WHAT YOU HAVE TO DO - Search for the word "async" in the entries. Each line that holds it should be copied.

ENTRIES SUPPLIED -

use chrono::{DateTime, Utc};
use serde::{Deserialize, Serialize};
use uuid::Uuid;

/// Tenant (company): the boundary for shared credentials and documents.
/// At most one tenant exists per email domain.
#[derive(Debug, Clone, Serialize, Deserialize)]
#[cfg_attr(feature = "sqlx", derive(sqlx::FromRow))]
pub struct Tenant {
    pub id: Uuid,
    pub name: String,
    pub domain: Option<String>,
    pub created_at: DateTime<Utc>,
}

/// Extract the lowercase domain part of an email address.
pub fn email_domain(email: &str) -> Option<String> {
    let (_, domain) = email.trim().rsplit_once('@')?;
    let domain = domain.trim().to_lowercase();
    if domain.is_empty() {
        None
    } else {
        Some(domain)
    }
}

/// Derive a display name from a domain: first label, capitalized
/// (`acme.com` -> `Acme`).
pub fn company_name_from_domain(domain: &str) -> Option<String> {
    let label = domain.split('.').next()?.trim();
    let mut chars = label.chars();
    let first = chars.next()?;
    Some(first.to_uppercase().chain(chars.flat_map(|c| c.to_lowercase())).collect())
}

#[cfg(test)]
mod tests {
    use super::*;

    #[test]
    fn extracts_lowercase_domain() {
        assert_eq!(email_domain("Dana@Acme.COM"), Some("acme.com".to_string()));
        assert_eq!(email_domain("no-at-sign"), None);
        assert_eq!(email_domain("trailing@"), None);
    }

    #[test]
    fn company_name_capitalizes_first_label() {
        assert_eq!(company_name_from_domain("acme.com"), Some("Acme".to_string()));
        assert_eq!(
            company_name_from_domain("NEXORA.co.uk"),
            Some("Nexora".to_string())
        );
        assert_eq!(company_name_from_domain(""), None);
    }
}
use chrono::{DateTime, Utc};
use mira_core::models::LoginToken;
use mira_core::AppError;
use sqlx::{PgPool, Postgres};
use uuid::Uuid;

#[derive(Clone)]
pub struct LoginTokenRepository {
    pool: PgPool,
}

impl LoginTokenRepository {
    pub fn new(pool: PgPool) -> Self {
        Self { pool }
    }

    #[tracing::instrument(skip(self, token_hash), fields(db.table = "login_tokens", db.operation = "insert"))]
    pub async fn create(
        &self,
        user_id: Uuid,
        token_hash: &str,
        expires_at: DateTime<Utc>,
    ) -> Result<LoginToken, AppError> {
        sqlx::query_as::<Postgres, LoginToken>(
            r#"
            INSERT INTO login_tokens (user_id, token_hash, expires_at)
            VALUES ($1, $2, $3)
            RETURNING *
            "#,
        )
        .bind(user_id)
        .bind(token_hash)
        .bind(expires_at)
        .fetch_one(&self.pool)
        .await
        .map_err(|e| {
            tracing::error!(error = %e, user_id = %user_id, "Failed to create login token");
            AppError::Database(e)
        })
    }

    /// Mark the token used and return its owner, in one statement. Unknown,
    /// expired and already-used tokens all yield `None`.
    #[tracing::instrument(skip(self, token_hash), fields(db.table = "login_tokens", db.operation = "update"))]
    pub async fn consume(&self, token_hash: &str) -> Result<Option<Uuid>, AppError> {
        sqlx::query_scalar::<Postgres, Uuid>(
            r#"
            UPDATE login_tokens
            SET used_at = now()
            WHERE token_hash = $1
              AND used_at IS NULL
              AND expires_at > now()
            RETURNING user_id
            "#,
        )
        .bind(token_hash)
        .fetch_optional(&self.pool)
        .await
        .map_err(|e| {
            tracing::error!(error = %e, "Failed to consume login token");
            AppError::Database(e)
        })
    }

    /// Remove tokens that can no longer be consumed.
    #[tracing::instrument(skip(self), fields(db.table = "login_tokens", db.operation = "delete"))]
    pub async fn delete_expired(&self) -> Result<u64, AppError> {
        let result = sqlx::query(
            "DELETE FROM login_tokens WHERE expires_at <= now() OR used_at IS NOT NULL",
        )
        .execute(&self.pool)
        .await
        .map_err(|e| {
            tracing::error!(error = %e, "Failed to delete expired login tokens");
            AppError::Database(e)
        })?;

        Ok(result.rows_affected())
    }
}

---

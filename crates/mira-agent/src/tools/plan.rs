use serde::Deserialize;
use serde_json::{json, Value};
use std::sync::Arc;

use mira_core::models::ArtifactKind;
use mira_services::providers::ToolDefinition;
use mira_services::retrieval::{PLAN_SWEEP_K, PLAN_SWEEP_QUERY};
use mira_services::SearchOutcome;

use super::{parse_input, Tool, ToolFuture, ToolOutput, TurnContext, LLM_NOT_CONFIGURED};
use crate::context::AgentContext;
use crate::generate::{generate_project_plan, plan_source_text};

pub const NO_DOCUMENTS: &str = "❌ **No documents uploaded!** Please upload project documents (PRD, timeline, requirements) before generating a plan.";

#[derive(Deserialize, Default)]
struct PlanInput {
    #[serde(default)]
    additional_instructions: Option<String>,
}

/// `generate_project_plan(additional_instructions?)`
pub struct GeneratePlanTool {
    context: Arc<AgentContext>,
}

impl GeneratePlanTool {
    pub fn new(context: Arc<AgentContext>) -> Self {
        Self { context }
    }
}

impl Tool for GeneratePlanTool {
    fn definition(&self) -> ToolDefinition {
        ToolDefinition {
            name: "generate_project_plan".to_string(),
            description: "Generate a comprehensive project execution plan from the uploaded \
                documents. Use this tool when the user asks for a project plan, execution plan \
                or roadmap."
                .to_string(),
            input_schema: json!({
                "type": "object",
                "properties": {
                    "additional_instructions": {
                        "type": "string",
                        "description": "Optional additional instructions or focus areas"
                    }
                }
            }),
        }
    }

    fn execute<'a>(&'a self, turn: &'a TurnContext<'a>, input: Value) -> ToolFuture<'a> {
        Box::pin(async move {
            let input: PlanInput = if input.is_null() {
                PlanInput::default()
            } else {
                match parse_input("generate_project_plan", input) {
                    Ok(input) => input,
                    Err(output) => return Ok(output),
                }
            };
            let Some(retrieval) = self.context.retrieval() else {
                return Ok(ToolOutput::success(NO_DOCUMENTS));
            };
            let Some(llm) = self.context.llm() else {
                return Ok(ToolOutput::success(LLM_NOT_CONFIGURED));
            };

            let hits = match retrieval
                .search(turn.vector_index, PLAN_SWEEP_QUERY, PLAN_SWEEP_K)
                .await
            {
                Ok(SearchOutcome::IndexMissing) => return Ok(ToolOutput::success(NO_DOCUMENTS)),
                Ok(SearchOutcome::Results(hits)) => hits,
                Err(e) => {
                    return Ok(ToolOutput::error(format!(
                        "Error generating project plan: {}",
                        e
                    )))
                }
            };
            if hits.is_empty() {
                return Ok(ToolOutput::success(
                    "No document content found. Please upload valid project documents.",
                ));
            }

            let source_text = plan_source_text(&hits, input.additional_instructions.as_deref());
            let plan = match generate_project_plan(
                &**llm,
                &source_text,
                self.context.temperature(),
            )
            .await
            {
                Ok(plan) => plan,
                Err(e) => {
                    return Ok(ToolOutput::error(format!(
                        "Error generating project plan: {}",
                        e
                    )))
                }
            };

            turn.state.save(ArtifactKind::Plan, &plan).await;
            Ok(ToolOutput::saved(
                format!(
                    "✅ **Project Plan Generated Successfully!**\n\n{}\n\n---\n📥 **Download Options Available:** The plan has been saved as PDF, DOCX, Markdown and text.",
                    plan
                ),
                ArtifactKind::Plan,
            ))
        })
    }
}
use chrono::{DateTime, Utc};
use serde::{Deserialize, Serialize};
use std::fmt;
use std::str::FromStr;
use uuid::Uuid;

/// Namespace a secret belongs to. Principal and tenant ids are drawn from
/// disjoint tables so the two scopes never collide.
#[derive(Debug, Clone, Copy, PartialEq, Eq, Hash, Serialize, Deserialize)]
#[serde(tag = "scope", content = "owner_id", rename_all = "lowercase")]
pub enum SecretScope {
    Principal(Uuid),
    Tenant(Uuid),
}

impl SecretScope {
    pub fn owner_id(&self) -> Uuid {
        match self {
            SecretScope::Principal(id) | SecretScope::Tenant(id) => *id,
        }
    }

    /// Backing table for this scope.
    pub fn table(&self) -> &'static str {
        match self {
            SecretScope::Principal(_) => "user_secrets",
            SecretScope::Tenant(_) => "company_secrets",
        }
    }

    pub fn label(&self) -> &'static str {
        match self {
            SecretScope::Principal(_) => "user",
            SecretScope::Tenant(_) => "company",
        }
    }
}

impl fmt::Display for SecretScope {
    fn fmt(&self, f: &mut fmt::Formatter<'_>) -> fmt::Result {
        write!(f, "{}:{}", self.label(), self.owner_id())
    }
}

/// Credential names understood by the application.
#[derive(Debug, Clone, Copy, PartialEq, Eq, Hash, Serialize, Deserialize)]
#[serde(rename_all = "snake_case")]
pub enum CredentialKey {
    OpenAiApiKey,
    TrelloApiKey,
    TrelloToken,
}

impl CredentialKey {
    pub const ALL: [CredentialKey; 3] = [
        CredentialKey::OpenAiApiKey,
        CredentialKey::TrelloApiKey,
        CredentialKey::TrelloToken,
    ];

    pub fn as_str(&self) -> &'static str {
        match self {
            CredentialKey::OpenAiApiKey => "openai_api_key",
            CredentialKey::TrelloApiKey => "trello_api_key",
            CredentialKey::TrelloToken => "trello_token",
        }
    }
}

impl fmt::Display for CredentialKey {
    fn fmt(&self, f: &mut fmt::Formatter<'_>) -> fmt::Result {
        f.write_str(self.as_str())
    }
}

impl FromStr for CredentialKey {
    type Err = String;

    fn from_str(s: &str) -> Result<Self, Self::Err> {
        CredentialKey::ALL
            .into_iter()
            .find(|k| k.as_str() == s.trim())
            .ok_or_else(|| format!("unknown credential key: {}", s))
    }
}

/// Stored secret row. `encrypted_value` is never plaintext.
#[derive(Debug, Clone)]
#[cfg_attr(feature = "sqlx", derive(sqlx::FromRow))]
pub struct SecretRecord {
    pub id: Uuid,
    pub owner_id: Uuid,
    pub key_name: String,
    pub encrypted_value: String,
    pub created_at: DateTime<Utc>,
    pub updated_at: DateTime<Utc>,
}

==

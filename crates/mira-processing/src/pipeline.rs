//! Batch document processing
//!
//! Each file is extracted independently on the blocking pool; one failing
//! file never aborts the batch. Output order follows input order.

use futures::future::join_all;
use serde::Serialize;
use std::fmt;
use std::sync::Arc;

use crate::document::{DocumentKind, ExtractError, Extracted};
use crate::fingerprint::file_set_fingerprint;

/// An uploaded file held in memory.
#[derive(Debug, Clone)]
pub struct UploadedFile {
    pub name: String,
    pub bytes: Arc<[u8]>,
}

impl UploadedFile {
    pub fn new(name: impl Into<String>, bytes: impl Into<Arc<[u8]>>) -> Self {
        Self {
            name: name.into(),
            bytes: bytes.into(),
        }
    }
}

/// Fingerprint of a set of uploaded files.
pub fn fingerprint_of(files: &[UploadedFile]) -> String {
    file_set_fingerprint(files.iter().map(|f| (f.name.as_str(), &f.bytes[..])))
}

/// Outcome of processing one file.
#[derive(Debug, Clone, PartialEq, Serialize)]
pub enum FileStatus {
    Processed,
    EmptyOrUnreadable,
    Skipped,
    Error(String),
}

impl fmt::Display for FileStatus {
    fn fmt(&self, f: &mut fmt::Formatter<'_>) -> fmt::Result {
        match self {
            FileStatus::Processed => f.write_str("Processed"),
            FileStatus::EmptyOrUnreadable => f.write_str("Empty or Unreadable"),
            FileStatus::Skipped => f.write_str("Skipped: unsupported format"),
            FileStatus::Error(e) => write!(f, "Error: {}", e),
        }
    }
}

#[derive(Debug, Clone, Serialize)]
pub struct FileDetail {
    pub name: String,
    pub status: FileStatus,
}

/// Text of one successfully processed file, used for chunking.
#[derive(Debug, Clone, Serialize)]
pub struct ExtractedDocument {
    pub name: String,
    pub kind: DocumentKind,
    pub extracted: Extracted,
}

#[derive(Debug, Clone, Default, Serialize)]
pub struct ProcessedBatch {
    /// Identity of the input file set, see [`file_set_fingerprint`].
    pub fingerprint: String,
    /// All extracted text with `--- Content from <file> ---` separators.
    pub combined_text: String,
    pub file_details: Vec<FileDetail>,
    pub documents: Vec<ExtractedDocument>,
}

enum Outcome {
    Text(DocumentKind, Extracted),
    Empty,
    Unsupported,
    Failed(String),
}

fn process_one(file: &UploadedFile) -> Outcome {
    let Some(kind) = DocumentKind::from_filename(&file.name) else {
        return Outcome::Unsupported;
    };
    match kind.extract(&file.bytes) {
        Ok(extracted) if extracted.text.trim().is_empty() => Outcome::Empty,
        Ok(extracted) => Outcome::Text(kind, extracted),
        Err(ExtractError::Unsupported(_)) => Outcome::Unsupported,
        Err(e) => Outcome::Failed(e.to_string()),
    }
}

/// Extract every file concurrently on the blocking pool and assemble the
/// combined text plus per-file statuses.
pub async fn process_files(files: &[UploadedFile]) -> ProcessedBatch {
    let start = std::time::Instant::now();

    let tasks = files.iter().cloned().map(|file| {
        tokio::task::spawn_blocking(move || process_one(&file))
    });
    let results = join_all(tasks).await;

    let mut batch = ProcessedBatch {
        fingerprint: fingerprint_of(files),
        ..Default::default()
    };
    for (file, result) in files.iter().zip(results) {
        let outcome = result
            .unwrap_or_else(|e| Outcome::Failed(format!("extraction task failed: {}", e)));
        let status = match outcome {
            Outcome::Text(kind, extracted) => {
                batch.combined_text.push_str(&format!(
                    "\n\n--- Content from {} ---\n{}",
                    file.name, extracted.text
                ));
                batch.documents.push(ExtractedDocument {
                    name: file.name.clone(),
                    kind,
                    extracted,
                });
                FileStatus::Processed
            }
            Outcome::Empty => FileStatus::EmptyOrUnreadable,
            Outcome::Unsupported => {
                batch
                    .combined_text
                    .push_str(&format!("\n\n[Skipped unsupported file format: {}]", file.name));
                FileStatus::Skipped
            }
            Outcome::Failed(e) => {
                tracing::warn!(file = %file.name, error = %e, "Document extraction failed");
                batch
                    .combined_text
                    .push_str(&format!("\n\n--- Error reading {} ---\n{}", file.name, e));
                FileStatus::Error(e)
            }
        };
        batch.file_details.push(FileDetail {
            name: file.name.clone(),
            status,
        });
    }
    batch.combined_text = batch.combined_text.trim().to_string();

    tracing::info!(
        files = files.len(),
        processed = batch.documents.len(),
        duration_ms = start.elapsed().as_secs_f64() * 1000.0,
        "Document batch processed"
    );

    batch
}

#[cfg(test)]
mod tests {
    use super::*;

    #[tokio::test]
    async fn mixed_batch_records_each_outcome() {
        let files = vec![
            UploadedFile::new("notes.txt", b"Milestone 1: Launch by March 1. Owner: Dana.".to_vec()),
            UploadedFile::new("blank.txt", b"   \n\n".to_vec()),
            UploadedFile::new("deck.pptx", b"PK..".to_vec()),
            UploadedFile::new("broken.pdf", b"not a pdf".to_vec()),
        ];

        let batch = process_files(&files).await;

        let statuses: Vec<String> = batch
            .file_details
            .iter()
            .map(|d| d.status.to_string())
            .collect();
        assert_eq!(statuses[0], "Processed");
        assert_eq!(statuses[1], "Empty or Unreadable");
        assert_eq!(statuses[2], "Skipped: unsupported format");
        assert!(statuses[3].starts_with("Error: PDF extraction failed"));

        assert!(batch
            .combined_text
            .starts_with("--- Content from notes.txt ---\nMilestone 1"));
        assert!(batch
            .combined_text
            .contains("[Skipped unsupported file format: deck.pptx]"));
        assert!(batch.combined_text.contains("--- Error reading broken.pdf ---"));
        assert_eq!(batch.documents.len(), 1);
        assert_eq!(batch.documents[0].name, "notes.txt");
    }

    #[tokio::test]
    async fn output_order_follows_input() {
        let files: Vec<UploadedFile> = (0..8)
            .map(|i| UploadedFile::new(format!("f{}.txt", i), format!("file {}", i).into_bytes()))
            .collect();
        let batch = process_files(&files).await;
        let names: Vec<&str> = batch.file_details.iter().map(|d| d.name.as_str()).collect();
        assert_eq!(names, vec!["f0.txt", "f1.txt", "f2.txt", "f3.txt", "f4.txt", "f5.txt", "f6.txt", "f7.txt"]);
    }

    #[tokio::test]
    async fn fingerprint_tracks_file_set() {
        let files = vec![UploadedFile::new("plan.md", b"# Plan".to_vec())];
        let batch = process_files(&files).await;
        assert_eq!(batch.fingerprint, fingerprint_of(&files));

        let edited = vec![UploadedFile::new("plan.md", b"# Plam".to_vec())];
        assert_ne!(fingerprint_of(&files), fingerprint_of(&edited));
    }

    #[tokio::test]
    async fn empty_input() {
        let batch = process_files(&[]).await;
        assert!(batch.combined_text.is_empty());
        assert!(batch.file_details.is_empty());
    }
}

RESPONSE TO THE EXERCISE -
    pub async fn create(
    pub async fn consume(&self, token_hash: &str) -> Result<Option<Uuid>, AppError> {
    pub async fn delete_expired(&self) -> Result<u64, AppError> {
        Box::pin(async move {
pub async fn process_files(files: &[UploadedFile]) -> ProcessedBatch {
    async fn mixed_batch_records_each_outcome() {
    async fn output_order_follows_input() {
    async fn fingerprint_tracks_file_set() {
    async fn empty_input() {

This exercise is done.